Повторю: писатель не может выдумать коллективную грезу, он может ее только уловить и воплотить в зримые и обаятельные формы. Чем талантливее реализована в произведении какая-то коллективная иллюзия, тем успешнее оказывается автор. Сейчас, мне кажется, все социальные грезы почти угасли, осталась национальная мечта обрести образ нации как явления долговечного (даже вечного) и прекрасного. Грубо говоря, каждой нации больше всего хотелось бы сказать миру и самим себе, а главное – поверить в то, что «Мы – лучшие». Тот писатель, который сможет в убедительных образах объяснить, почему россияне – лучшие, тот на какое-то время станет великим. Однако пока что этот вопрос пытаются решить только агрессивные националисты, выкрикивая пустые, ничем не подтвержденные лозунги о величии нации, о духовности, соборности... А обаятельных, убедительных образов, которым только и верит человек, нет.
Вообще, я убежден, что ни у одной нации, рассмотренной как масса заурядных людей, нет никаких особенных достоинств. Ценность нации придает ее аристократия, элита. И основной задачей государства должно стать формирование аристократии, которая определит и предъявит реальные достоинства нации.
То, что критики российского государства в нашей литературе значительно больше, чем позитивной пропаганды, понятно: сатира, вскрывающая язвы нации, нужна во все времена, да к тому же нет патриота, которого бы они не ранили.
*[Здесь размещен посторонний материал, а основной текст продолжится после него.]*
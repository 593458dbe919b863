//! Checklist flow — session data, the state machine, and the pure transition
//! function that drives one inspection pass.

pub mod flow;
pub mod session;
pub mod state;
pub mod store;

pub use flow::{Event, Outbound, Step};
pub use session::{Finding, Session};
pub use state::FlowState;
pub use store::SessionStore;
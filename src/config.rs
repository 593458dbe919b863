//! Configuration read once at startup.

use crate::error::ConfigError;

/// Checklist dimensions, read from the environment at startup.
///
/// Missing or non-numeric values are a fatal startup error, so everything
/// downstream can assume both counts are at least 1.
#[derive(Debug, Clone, Copy)]
pub struct ChecklistConfig {
    /// Number of selectable locations, rendered as "Location 1"…"Location K".
    pub locations: usize,
    /// Number of checklist entries per pass.
    pub entries: usize,
}

impl ChecklistConfig {
    /// Read `LOCATIONS_NUM` and `CHECK_LISTS_NUM` from the environment.
    pub fn from_env() -> Result<Self, ConfigError> {
        Ok(Self {
            locations: read_count("LOCATIONS_NUM")?,
            entries: read_count("CHECK_LISTS_NUM")?,
        })
    }

    /// Canonical location labels offered to the user.
    pub fn location_labels(&self) -> Vec<String> {
        (1..=self.locations)
            .map(|i| format!("Location {i}"))
            .collect()
    }
}

fn read_count(key: &str) -> Result<usize, ConfigError> {
    let raw = std::env::var(key).map_err(|_| ConfigError::MissingEnvVar(key.to_string()))?;
    parse_count(key, &raw)
}

fn parse_count(key: &str, raw: &str) -> Result<usize, ConfigError> {
    match raw.trim().parse::<usize>() {
        Ok(n) if n >= 1 => Ok(n),
        Ok(n) => Err(ConfigError::InvalidValue {
            key: key.to_string(),
            message: format!("expected a positive count, got {n}"),
        }),
        Err(e) => Err(ConfigError::InvalidValue {
            key: key.to_string(),
            message: e.to_string(),
        }),
    }
}

#[cfg(test)]
mod tests {
    use super::*;

    #[test]
    fn parse_count_accepts_positive_integers() {
        assert_eq!(parse_count("CHECK_LISTS_NUM", "5").unwrap(), 5);
        assert_eq!(parse_count("CHECK_LISTS_NUM", " 12 ").unwrap(), 12);
        assert_eq!(parse_count("LOCATIONS_NUM", "1").unwrap(), 1);
    }

    #[test]
    fn parse_count_rejects_zero() {
        let err = parse_count("CHECK_LISTS_NUM", "0").unwrap_err();
        assert!(matches!(err, ConfigError::InvalidValue { .. }));
    }

    #[test]
    fn parse_count_rejects_garbage() {
        assert!(parse_count("LOCATIONS_NUM", "three").is_err());
        assert!(parse_count("LOCATIONS_NUM", "").is_err());
        assert!(parse_count("LOCATIONS_NUM", "-2").is_err());
        assert!(parse_count("LOCATIONS_NUM", "4.5").is_err());
    }

    #[test]
    fn location_labels_are_canonical() {
        let config = ChecklistConfig {
            locations: 3,
            entries: 2,
        };
        assert_eq!(
            config.location_labels(),
            vec!["Location 1", "Location 2", "Location 3"]
        );
    }
}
Салтыков-Щедрин хлестко и безжалостно высмеивал город Глупов, но мы прекрасно знаем, какие конкретные дела для страны делал он, как искренне любил и болел за Россию. А пропаганда должна подкрепляться, вернее, создаваться реальными достижениями: искусственный спутник Земли, Гагарин, русские фигуристы, русский балет, классическая русская литература – все это реальные подтверждения ценности нации. Подобные подтверждения должны быть и в современности.
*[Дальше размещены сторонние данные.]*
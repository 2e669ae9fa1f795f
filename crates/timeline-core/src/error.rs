// Copyright (c) 2025 Dimitris Kafetzis
//
// Licensed under the MIT License.
// See LICENSE file in the project root for full license information.
//
// SPDX-License-Identifier: MIT

//! Error types for timeline construction.

/// Errors that can occur while building or windowing a timeline.
#[derive(Debug, thiserror::Error)]
pub enum TimelineError {
    /// The trace produced no rows; there is nothing to render and no
    /// meaningful axis. Reported distinctly so a host can show "no data"
    /// instead of a generic failure.
    #[error("trace contains no buffer rows to lay out")]
    EmptyTimeline,

    /// A row carries a negative address or size. Raw traces should never
    /// contain these; refusing the whole load beats mis-rendering it.
    #[error("invalid record for operation {operation_id}: {detail}")]
    InvalidRecord { operation_id: i64, detail: String },

    /// A configuration value (chunk size, tick step, tick margin) is out of
    /// range. Raised before any work is done.
    #[error("invalid configuration: {detail}")]
    InvalidConfig { detail: String },
}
Однако нужно помнить, что через границу положительный образ русского человека перейдет разве что с огромным трудом; даже если книга, реально и гениально возвеличивающая Россию как трагическую, но восхитительную страну, будет написана, она вряд ли будет переведена. Это, если угодно, «холодная война иллюзий, грез», которая будет всегда. Все народы создают свою культуру для самовозвеличивания, и в простодушные времена этого даже не скрывают. Попробуйте найти у Пушкина, Гоголя, Толстого, Достоевского трогательный, возвышенный образ немца, англичанина, француза, еврея, поляка… Это и есть норма. Борьба за звание самого лучшего народа исчезнет лишь вместе с исчезновением самих народов. А люди еще долго или даже никогда не расстанутся с мечтой принадлежать чему-то восхитительному и бессмертному – с падением религии такие возможности проще всего открывает нация.